__BRIEF__. Among the entries below, one line contains "impl Serialize for" and another contains "pub struct GapTables". Transcribe those two lines and every line between them, exactly.

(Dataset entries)
● ● ● ● ●

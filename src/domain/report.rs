//! Result assembly.
//!
//! Turns unrounded events and accumulator tables into the serializable
//! [`GapReport`]. This is the only place values are rounded: gap and return
//! percentages and averages to 3 decimals, rates to 1, gap magnitudes to 2.

use chrono::NaiveDate;
use serde::Serialize;
use serde::ser::{SerializeMap, Serializer};

use super::aggregation::{Accumulator, GapStats, Recommendation, Side, Summary};
use super::bar::weekday_label;
use super::binning::BinTable;
use super::gap_event::GapEvent;
use super::intraday::{IntradayFields, IntradayOverlay};
use super::numeric::{round1, round2, round3};

/// Message carried by a report built from fewer than two daily bars.
pub const NOT_ENOUGH_DATA: &str = "not enough data";

/// One qualifying session as emitted to clients.
#[derive(Debug, Clone, PartialEq, Serialize)]
pub struct GapPoint {
    pub date: NaiveDate,
    pub gap_pct: f64,
    pub daily_return_pct: f64,
    pub direction: i8,
    pub same_dir: u8,
    pub filled: u8,
    pub bin: String,
    pub open: f64,
    pub high: f64,
    pub low: f64,
    pub close: f64,
    pub prev_close: f64,
    pub dow: &'static str,
    #[serde(skip_serializing_if = "Option::is_none")]
    pub ret_15: Option<f64>,
    #[serde(skip_serializing_if = "Option::is_none")]
    pub same_dir_15: Option<u8>,
    #[serde(skip_serializing_if = "Option::is_none")]
    pub filled_15: Option<u8>,
}

impl GapPoint {
    fn new(event: &GapEvent, bins: &BinTable, intraday: Option<&IntradayFields>) -> Self {
        GapPoint {
            date: event.date,
            gap_pct: round3(event.gap_pct),
            daily_return_pct: round3(event.daily_return_pct),
            direction: event.direction.sign(),
            same_dir: u8::from(event.continuation),
            filled: u8::from(event.gap_filled),
            bin: bins.label(event.bin).to_string(),
            open: event.open,
            high: event.high,
            low: event.low,
            close: event.close,
            prev_close: event.prev_close,
            dow: weekday_label(event.weekday),
            ret_15: intraday.map(|f| round3(f.return_pct)),
            same_dir_15: intraday.map(|f| u8::from(f.continuation)),
            filled_15: intraday.map(|f| u8::from(f.gap_filled)),
        }
    }
}

#[derive(Debug, Clone, PartialEq, Serialize)]
pub struct SummaryStat {
    pub sessions: usize,
    pub continuation_rate: f64,
    pub gap_ups: usize,
    pub gap_downs: usize,
    pub mean_gap: f64,
    pub max_gap_up: f64,
    pub max_gap_down: f64,
    pub fade_avg: f64,
    pub follow_avg: f64,
    pub best_strategy: Recommendation,
    pub expected_return: f64,
}

impl From<&Summary> for SummaryStat {
    fn from(s: &Summary) -> Self {
        SummaryStat {
            sessions: s.sessions,
            continuation_rate: round1(s.continuation_rate),
            gap_ups: s.gap_ups,
            gap_downs: s.gap_downs,
            mean_gap: round2(s.mean_gap),
            max_gap_up: round2(s.max_gap_up),
            max_gap_down: round2(s.max_gap_down),
            fade_avg: round3(s.fade_avg),
            follow_avg: round3(s.follow_avg),
            best_strategy: s.best_strategy,
            expected_return: round3(s.expected_return),
        }
    }
}

#[derive(Debug, Clone, PartialEq, Serialize)]
pub struct BinStat {
    pub label: String,
    pub count: usize,
    pub continuation_rate: f64,
    pub gap_fill_rate: f64,
    pub fade_avg: f64,
    pub follow_avg: f64,
    pub recommendation: Recommendation,
}

/// Shared shape of the gap-up, gap-down and weekday rows.
#[derive(Debug, Clone, PartialEq, Serialize)]
pub struct GroupStat {
    pub count: usize,
    pub continuation_rate: f64,
    pub gap_fill_rate: f64,
    pub fade_avg: f64,
    pub follow_avg: f64,
    pub recommendation: Recommendation,
}

pub type SideStat = GroupStat;
pub type DowStat = GroupStat;

impl From<&Accumulator> for GroupStat {
    fn from(acc: &Accumulator) -> Self {
        GroupStat {
            count: acc.count,
            continuation_rate: round1(acc.continuation_rate()),
            gap_fill_rate: round1(acc.fill_rate()),
            fade_avg: round3(acc.fade_avg()),
            follow_avg: round3(acc.follow_avg()),
            recommendation: acc.recommendation(),
        }
    }
}

/// Weekday rows, serialized as a map keyed `Mon`..`Fri` in that order.
#[derive(Debug, Clone, PartialEq)]
pub struct DowTable(pub Vec<(&'static str, DowStat)>);

impl DowTable {
    pub fn get(&self, day: &str) -> Option<&DowStat> {
        self.0.iter().find(|(d, _)| *d == day).map(|(_, s)| s)
    }
}

impl Serialize for DowTable {
    fn serialize<S: Serializer>(&self, serializer: S) -> Result<S::Ok, S::Error> {
        let mut map = serializer.serialize_map(Some(self.0.len()))?;
        for (day, stat) in &self.0 {
            map.serialize_entry(day, stat)?;
        }
        map.end()
    }
}

/// Summary, grouped tables and cumulative series of one layer.
#[derive(Debug, Clone, PartialEq, Serialize)]
pub struct GapTables {
    pub summary: SummaryStat,
    pub bins: Vec<BinStat>,
    pub by_dow: DowTable,
    pub gap_up: SideStat,
    pub gap_down: SideStat,
    pub cum_dates: Vec<NaiveDate>,
    pub cum_fade: Vec<f64>,
    pub cum_follow: Vec<f64>,
}

impl GapTables {
    pub fn new(stats: &GapStats, bins: &BinTable) -> Self {
        let bin_rows = bins
            .bins()
            .iter()
            .zip(stats.bins.iter())
            .map(|(bin, acc)| BinStat {
                label: bin.label.clone(),
                count: acc.count,
                continuation_rate: round1(acc.continuation_rate()),
                gap_fill_rate: round1(acc.fill_rate()),
                fade_avg: round3(acc.fade_avg()),
                follow_avg: round3(acc.follow_avg()),
                recommendation: acc.recommendation(),
            })
            .collect();

        GapTables {
            summary: SummaryStat::from(&stats.summary()),
            bins: bin_rows,
            by_dow: DowTable(
                stats
                    .by_weekday()
                    .map(|(day, acc)| (weekday_label(day), DowStat::from(acc)))
                    .collect(),
            ),
            gap_up: SideStat::from(stats.side(Side::Up)),
            gap_down: SideStat::from(stats.side(Side::Down)),
            cum_dates: stats.cumulative.dates.clone(),
            cum_fade: stats.cumulative.fade.iter().copied().map(round3).collect(),
            cum_follow: stats.cumulative.follow.iter().copied().map(round3).collect(),
        }
    }
}

/// Opening-window layer of a report.
#[derive(Debug, Clone, PartialEq, Serialize)]
pub struct IntradayReport {
    pub sessions: usize,
    #[serde(flatten)]
    pub tables: GapTables,
}

/// Full analysis result returned to HTTP and CLI clients.
#[derive(Debug, Clone, PartialEq, Serialize)]
pub struct GapReport {
    pub success: bool,
    #[serde(skip_serializing_if = "Option::is_none")]
    pub error: Option<String>,
    pub ticker: String,
    pub years: u32,
    pub min_gap: f64,
    pub data: Vec<GapPoint>,
    #[serde(flatten)]
    pub daily: GapTables,
    #[serde(skip_serializing_if = "Option::is_none")]
    pub intraday: Option<IntradayReport>,
    #[serde(skip_serializing_if = "Option::is_none")]
    pub intraday_error: Option<String>,
}

/// Request echo carried on every report.
#[derive(Debug, Clone, Copy)]
pub struct ReportHeader<'a> {
    pub ticker: &'a str,
    pub years: u32,
    pub min_gap: f64,
}

impl GapReport {
    pub fn build(
        header: ReportHeader<'_>,
        events: &[GapEvent],
        stats: &GapStats,
        bins: &BinTable,
        overlay: Option<&IntradayOverlay>,
    ) -> Self {
        let data = events
            .iter()
            .enumerate()
            .map(|(i, event)| {
                let fields = overlay.and_then(|o| o.fields.get(i)).and_then(Option::as_ref);
                GapPoint::new(event, bins, fields)
            })
            .collect();

        GapReport {
            success: true,
            error: None,
            ticker: header.ticker.to_string(),
            years: header.years,
            min_gap: header.min_gap,
            data,
            daily: GapTables::new(stats, bins),
            intraday: overlay.map(|o| IntradayReport {
                sessions: o.sessions(),
                tables: GapTables::new(&o.stats, bins),
            }),
            intraday_error: None,
        }
    }

    /// Non-success report with zeroed tables.
    pub fn failure(header: ReportHeader<'_>, bins: &BinTable, message: impl Into<String>) -> Self {
        GapReport {
            success: false,
            error: Some(message.into()),
            ..Self::build(header, &[], &GapStats::default(), bins, None)
        }
    }

    pub fn with_intraday_error(mut self, message: impl Into<String>) -> Self {
        self.intraday = None;
        self.intraday_error = Some(message.into());
        self
    }
}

● ● ● ● ●

__RESPONSE__.
impl Serialize for DowTable {
    fn serialize<S: Serializer>(&self, serializer: S) -> Result<S::Ok, S::Error> {
        let mut map = serializer.serialize_map(Some(self.0.len()))?;
        for (day, stat) in &self.0 {
            map.serialize_entry(day, stat)?;
        }
        map.end()
    }
}

/// Summary, grouped tables and cumulative series of one layer.
#[derive(Debug, Clone, PartialEq, Serialize)]
pub struct GapTables {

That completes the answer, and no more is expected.